L’Analyse de Charlotte de Montpellier, experte
macroéconomique chez ING France.
La baisse de décembre
est uniquement due à la production d’équipement de transport et ne remet pas en
cause les perspectives d’amélioration pour l’industrie française.
La production manufacturière s’est repliée en France en décembre, de -0.8% contre une +0.5% en novembre. La baisse est principalement à mettre sur le compte d’une production plus faible dans les matériels de transport (qui représente 13% de la production manufacturière française) et plus précisément dans la construction aéronautique et spatiale dont la nette baisse en décembre annule les hausses des trois mois précédents. Une volatilité dans la production est assez classique dans ce secteur et la baisse n'est en soit pas inquiétante. En fait, sur un an, la fabrication de matériel de transport est encore en hausse de 12.4%. Au mois de décembre, la cokéfaction baisse également, de 0.9% sur le mois.
Toutes les autres branches industrielles ont vu leur production
augmenter.
Dans l’ensemble, la
baisse de décembre n’est donc pas une baisse inquiétante et ne modifie pas
notre prévision d’une amélioration conjoncturelle de l’industrie en première
moitié de 2026, soutenue par le redressement européen et le plan de relance
allemand. L’amélioration du climat des affaires est un signe encourageant.

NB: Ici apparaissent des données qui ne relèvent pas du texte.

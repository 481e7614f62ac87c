//! Opaque-token verifier backed by RFC 7662 introspection.
//!
//! One instance per configured provider. Users are stored under the
//! provider's configured name, which plays the role of an issuer.

use super::identity_service::{cache_expiry, persist_token, resolve_identity_for, split_full_name};
use super::introspection_client::{IntrospectionClient, IntrospectionResponse};
use super::TokenVerifier;
use crate::config::{ConfigError, OpaqueProviderConfig};
use crate::errors::AuthError;
use crate::models::{Authenticated, NewUser};
use crate::repositories::Stores;
use async_trait::async_trait;
use chrono::Utc;
use std::time::Duration;
use tracing::instrument;

pub struct OpaqueTokenVerifier {
    name: String,
    audience: Option<String>,
    scope: Option<String>,
    default_cache_ttl: Duration,
    client: IntrospectionClient,
    stores: Stores,
}

impl OpaqueTokenVerifier {
    pub fn new(
        provider: &OpaqueProviderConfig,
        default_cache_ttl: Duration,
        http_timeout: Duration,
        stores: Stores,
    ) -> Result<Self, ConfigError> {
        let endpoint = provider.introspection_endpoint().ok_or_else(|| {
            ConfigError::Invalid(format!(
                "opaque provider {} needs an introspection_url",
                provider.name
            ))
        })?;

        Ok(Self {
            name: provider.name.clone(),
            audience: provider.audience.clone(),
            scope: provider.scope.clone(),
            default_cache_ttl,
            client: IntrospectionClient::new(
                endpoint.to_string(),
                provider.client_id.clone(),
                provider.client_secret.clone(),
                http_timeout,
            ),
            stores,
        })
    }

    /// Validate an introspection response at time `now`, returning the
    /// subject.
    ///
    /// Checks run in order: active, lifetime, audience, scope, subject.
    /// A response that names an audience is rejected unless the provider is
    /// configured with that audience.
    pub fn check_response(
        &self,
        response: &IntrospectionResponse,
        now: i64,
    ) -> Result<String, AuthError> {
        if !response.active {
            return Err(AuthError::TokenNotActive);
        }
        if response.exp.is_some_and(|exp| exp < now) {
            return Err(AuthError::TokenExpired);
        }
        if let Some(nbf) = response.nbf.filter(|nbf| *nbf > now) {
            return Err(AuthError::TokenNotYetValid(nbf));
        }

        if let Some(audiences) = &response.aud {
            match &self.audience {
                Some(expected) if audiences.iter().any(|aud| aud == expected) => {}
                _ => return Err(AuthError::AudienceMismatch),
            }
        }

        if let (Some(_), Some(expected)) = (&response.scope, &self.scope) {
            if !response.has_scope(expected) {
                return Err(AuthError::ScopeMismatch);
            }
        }

        response
            .sub
            .clone()
            .filter(|sub| !sub.is_empty())
            .ok_or(AuthError::InvalidIntrospectionResponse)
    }
}

/// Profile for a user first seen through introspection.
fn new_user_from(response: &IntrospectionResponse, subject: &str) -> NewUser {
    let (first_name, last_name) =
        split_full_name(response.name.as_deref().unwrap_or_default(), "", "");

    NewUser {
        username: response
            .username
            .clone()
            .filter(|username| !username.is_empty())
            .unwrap_or_else(|| subject.to_string()),
        email: response.email.clone(),
        first_name,
        last_name,
    }
}

#[async_trait]
impl TokenVerifier for OpaqueTokenVerifier {
    fn kind(&self) -> &'static str {
        "opaque"
    }

    fn issuers(&self) -> Vec<String> {
        vec![self.name.clone()]
    }

    #[instrument(skip_all, name = "mp_auth.opaque.attempt", fields(provider = %self.name))]
    async fn attempt(&self, raw_token: &str) -> Result<Authenticated, AuthError> {
        let response = self.client.introspect(raw_token).await?;
        let now = Utc::now().timestamp();
        let subject = self.check_response(&response, now)?;

        let provider = self
            .stores
            .identities
            .get_or_create_provider(&self.name)
            .await?;

        let identity = resolve_identity_for(
            self.kind(),
            self.stores.identities.as_ref(),
            &provider,
            &subject,
            || new_user_from(&response, &subject),
        )
        .await?;

        let exp = cache_expiry(response.exp, now, self.default_cache_ttl);
        let token = persist_token(
            self.stores.tokens.as_ref(),
            raw_token,
            &identity,
            response.scope.clone(),
            exp,
        )
        .await?;

        tracing::info!(
            target: "mp_auth.introspection",
            provider = %self.name,
            user_id = %identity.user.user_id,
            "Opaque token verified"
        );
        Ok(Authenticated { identity, token })
    }
}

L’amélioration des perspectives d’activité et le redressement des carnets de
commandes devraient conduire à une hausse de la production industrielle dans
les prochains mois. L’augmentation des dépenses de défense continuera de
stimuler le secteur, et la production aéronautique devrait rester un important
moteur de croissance. Néanmoins, la récente appréciation de l’euro pourrait
peser sur les exportations et donc sur l’activité économique, notamment en
France. La BCE estime qu’une hausse supplémentaire de l’euro de 4.3% par
rapport au dollar coûte 0.1 pp à la croissance du PIB de la zone euro. En
outre, la pression fiscale élevée auxquelles font face les entreprises risque
de constituer un frein. Dans les dernières enquêtes auprès des entreprises, les
perspectives d’investissement restent très faibles.
Les perspectives 2026 demeurent modérément positives, avec une croissance du PIB attendue autour de 1% après 0.9% en 2025.